Each new Nabuur village gets help establishing an Internet connection, often through a satellite phone link, either in the village or in a specially equipped jeep that makes local rounds. Mr. Woldhek said that in some areas, villagers will walk to a neighboring village once a week to reach a phone line.
Villagers appoint representatives to communicate with Nabuur’s virtual volunteers, on projects like how to start a youth computer-training center, improve local water quality or better integrate the village’s disabled people. The assumption is that small communities can carry out many public-works projects by themselves if provided with the right information.
Though its aims may be grander than most, Nabuur is not alone in promoting virtual volunteerism. The United Nations Volunteers program, in Bonn, maintains a database of volunteer organizations, currently 600 strong, at onlinevolunteering.org.
The organizations offer online aid opportunities to the site’s community of roughly 29,000 registered volunteers. Among them are civil engineers, college students, organic farmers and retired homemakers, whose contributions range from technical and grant-writing expertise to letters of recommendation and Web design.
While the volunteers used to be primarily North American and European, Jayne Cravens, an online specialist with the United Nations program, said that now almost 40 percent of the people who have signed up come from developing countries, including Nigeria, India, Ghana, Pakistan and Egypt.
The Indian Ocean tsunami last month led to a pronounced increase in interest, Ms. Cravens said. But she said she had already noticed “the numbers are really going though the roof.”

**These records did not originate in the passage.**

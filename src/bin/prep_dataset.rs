use std::collections::HashMap;
use std::fs;
use std::path::{Path, PathBuf};

use clap::Parser;
use tracing_subscriber::EnvFilter;

use chunkalign::dataset::{split_recordings, windowed_records, DatasetRecord};
use chunkalign::types::AlignedPair;

#[derive(Debug, Parser)]
#[command(name = "prep_dataset")]
#[command(about = "Assemble aligned chunks into time-windowed train/test records")]
struct Args {
    /// Directory of per-recording aligned `<id>.json` files (align_corpus output).
    #[arg(long, env = "CHUNKALIGN_CHUNKS_DIR")]
    chunks_dir: PathBuf,
    /// JSON map of recording id to duration in seconds. Durations come from
    /// the audio files; this tool never decodes audio itself.
    #[arg(long, env = "CHUNKALIGN_DURATIONS")]
    durations: PathBuf,
    /// Directory for train.json and test.json.
    #[arg(long, env = "CHUNKALIGN_DATASET_OUT_DIR")]
    out_dir: PathBuf,
    /// Width of each dataset time window, in seconds.
    #[arg(long, env = "CHUNKALIGN_WINDOW", default_value_t = 30.0)]
    window: f64,
    /// Fraction of recordings assigned to the train split.
    #[arg(long, env = "CHUNKALIGN_TRAIN_RATIO", default_value_t = 0.8)]
    train_ratio: f64,
    /// Seed for the recording shuffle.
    #[arg(long, env = "CHUNKALIGN_SPLIT_SEED", default_value_t = 42)]
    seed: u64,
}

fn main() {
    tracing_subscriber::fmt()
        .with_env_filter(EnvFilter::from_default_env())
        .init();
    if run().is_err() {
        std::process::exit(1);
    }
}

fn run() -> Result<(), String> {
    let args = Args::parse();
    if !(0.0..=1.0).contains(&args.train_ratio) {
        return Err(format!(
            "--train-ratio must be in [0, 1], got {}",
            args.train_ratio
        ));
    }
    if !args.window.is_finite() || args.window <= 0.0 {
        return Err(format!(
            "--window must be a positive number of seconds, got {}",
            args.window
        ));
    }

    let durations = load_durations(&args.durations)?;
    let recordings = load_aligned_recordings(&args.chunks_dir)?;
    if recordings.is_empty() {
        return Err(format!(
            "no aligned recordings found under '{}'",
            args.chunks_dir.display()
        ));
    }

    let mut records_by_id: HashMap<String, Vec<DatasetRecord>> = HashMap::new();
    for (id, pairs) in &recordings {
        let Some(&duration) = durations.get(id) else {
            tracing::warn!(id = id.as_str(), "no duration entry for recording; skipping");
            continue;
        };
        records_by_id.insert(id.clone(), windowed_records(id, pairs, duration, args.window));
    }

    let mut ids: Vec<String> = records_by_id.keys().cloned().collect();
    ids.sort();
    let split = split_recordings(&ids, args.train_ratio, args.seed);

    let train = collect_records(&split.train, &records_by_id);
    let test = collect_records(&split.test, &records_by_id);

    fs::create_dir_all(&args.out_dir)
        .map_err(|err| format!("failed to create '{}': {err}", args.out_dir.display()))?;
    write_records(&args.out_dir.join("train.json"), &train)?;
    write_records(&args.out_dir.join("test.json"), &test)?;

    println!(
        "wrote {} train record(s) from {} recording(s), {} test record(s) from {} recording(s) -> {}",
        train.len(),
        split.train.len(),
        test.len(),
        split.test.len(),
        args.out_dir.display()
    );
    Ok(())
}

fn load_durations(path: &Path) -> Result<HashMap<String, f64>, String> {
    let contents = fs::read_to_string(path)
        .map_err(|err| format!("failed to read durations file '{}': {err}", path.display()))?;
    serde_json::from_str(&contents)
        .map_err(|err| format!("failed to parse durations file '{}': {err}", path.display()))
}

fn load_aligned_recordings(chunks_dir: &Path) -> Result<Vec<(String, Vec<AlignedPair>)>, String> {
    let entries = fs::read_dir(chunks_dir)
        .map_err(|err| format!("failed to read '{}': {err}", chunks_dir.display()))?;

    let mut recordings = Vec::new();
    for entry in entries {
        let entry = entry
            .map_err(|err| format!("failed to read entry in '{}': {err}", chunks_dir.display()))?;
        let path = entry.path();
        if path
            .extension()
            .and_then(|ext| ext.to_str())
            .is_none_or(|ext| !ext.eq_ignore_ascii_case("json"))
        {
            continue;
        }
        let Some(id) = path.file_stem().and_then(|stem| stem.to_str()) else {
            continue;
        };
        let contents = fs::read_to_string(&path)
            .map_err(|err| format!("failed to read '{}': {err}", path.display()))?;
        let pairs: Vec<AlignedPair> = serde_json::from_str(&contents)
            .map_err(|err| format!("failed to parse '{}': {err}", path.display()))?;
        recordings.push((id.to_string(), pairs));
    }

    recordings.sort_by(|a, b| a.0.cmp(&b.0));
    Ok(recordings)
}

fn collect_records(
    ids: &[String],
    records_by_id: &HashMap<String, Vec<DatasetRecord>>,
) -> Vec<DatasetRecord> {
    ids.iter()
        .filter_map(|id| records_by_id.get(id))
        .flat_map(|records| records.iter().cloned())
        .collect()
}

fn write_records(path: &Path, records: &[DatasetRecord]) -> Result<(), String> {
    let json = serde_json::to_string_pretty(records)
        .map_err(|err| format!("failed to serialize '{}': {err}", path.display()))?;
    fs::write(path, json).map_err(|err| format!("failed to write '{}': {err}", path.display()))
}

“A lot of organizations are realizing they’ve got a huge untapped resource out here,” she said. So employees can be out in the field more while the online volunteers “can be putting together data, graphics, a Flash presentation, translating a document – and doing it happily.”
One such enthusiastic volunteer is L. A. Adams, a Peace Corps veteran who works as an international student adviser at a New York college.
Ms. Adams provides online assistance to the village of Cochiraya, designing logos and other elements of their marketing campaign.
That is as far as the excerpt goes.